### Exercise requirements
Would you please retype, exactly, the lines of the listing below between the line with "after all of its" and the line with "the cycle in", inclusive?

### Data provided
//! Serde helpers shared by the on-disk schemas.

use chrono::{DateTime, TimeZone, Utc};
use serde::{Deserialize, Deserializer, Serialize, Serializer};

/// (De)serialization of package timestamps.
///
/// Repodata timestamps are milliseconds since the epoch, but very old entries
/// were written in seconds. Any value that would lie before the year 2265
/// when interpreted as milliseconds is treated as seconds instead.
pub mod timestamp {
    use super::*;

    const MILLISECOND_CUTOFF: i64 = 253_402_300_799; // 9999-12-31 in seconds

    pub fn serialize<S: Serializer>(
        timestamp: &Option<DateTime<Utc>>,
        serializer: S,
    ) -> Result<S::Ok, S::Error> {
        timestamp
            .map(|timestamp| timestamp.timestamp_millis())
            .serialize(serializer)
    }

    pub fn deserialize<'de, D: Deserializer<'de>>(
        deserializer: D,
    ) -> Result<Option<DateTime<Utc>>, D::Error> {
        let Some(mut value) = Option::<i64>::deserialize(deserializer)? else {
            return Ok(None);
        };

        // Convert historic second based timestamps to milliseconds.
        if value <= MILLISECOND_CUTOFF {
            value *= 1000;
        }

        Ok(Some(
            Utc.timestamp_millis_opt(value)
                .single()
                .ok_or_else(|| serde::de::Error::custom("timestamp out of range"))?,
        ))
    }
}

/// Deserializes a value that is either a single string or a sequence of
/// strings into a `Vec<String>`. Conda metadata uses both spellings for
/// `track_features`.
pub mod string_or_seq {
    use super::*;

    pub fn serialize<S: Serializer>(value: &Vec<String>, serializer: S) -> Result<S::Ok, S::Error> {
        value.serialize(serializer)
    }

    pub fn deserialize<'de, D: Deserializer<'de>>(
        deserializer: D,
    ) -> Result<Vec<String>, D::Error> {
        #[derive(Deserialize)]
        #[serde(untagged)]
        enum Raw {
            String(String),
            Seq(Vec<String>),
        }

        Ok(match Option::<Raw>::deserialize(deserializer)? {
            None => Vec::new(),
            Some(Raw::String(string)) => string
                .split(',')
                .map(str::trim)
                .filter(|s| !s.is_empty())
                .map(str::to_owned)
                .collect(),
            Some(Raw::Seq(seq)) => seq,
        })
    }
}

* * *

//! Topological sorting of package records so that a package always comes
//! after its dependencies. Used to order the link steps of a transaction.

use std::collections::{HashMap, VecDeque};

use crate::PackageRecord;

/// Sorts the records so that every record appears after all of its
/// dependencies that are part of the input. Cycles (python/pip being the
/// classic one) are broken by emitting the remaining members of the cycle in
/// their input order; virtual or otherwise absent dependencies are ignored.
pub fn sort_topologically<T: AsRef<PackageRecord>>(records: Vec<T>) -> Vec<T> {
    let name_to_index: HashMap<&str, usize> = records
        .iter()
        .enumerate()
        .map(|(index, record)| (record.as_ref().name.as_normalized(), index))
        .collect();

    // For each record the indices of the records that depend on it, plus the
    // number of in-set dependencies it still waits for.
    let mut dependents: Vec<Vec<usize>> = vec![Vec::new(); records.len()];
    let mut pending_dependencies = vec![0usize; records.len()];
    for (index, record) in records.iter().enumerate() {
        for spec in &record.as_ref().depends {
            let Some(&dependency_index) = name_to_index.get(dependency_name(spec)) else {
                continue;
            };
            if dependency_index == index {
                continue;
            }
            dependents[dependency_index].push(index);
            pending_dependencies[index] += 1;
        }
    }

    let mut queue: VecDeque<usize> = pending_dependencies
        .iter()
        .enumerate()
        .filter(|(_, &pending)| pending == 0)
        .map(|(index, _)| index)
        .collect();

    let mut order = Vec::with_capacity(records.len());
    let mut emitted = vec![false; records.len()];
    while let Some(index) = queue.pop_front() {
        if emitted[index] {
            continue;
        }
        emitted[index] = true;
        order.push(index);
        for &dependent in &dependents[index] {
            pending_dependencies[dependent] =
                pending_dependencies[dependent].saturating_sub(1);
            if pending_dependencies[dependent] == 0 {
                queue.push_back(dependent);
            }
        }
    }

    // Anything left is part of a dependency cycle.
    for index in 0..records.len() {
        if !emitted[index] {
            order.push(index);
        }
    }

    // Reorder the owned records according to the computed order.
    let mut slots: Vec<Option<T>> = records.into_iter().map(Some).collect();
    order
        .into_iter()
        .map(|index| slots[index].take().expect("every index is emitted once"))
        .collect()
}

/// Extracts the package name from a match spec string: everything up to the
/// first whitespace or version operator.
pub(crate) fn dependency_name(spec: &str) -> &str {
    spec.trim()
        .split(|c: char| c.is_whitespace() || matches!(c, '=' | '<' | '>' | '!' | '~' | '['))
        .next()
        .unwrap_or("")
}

### Task output
/// Sorts the records so that every record appears after all of its
/// dependencies that are part of the input. Cycles (python/pip being the
/// classic one) are broken by emitting the remaining members of the cycle in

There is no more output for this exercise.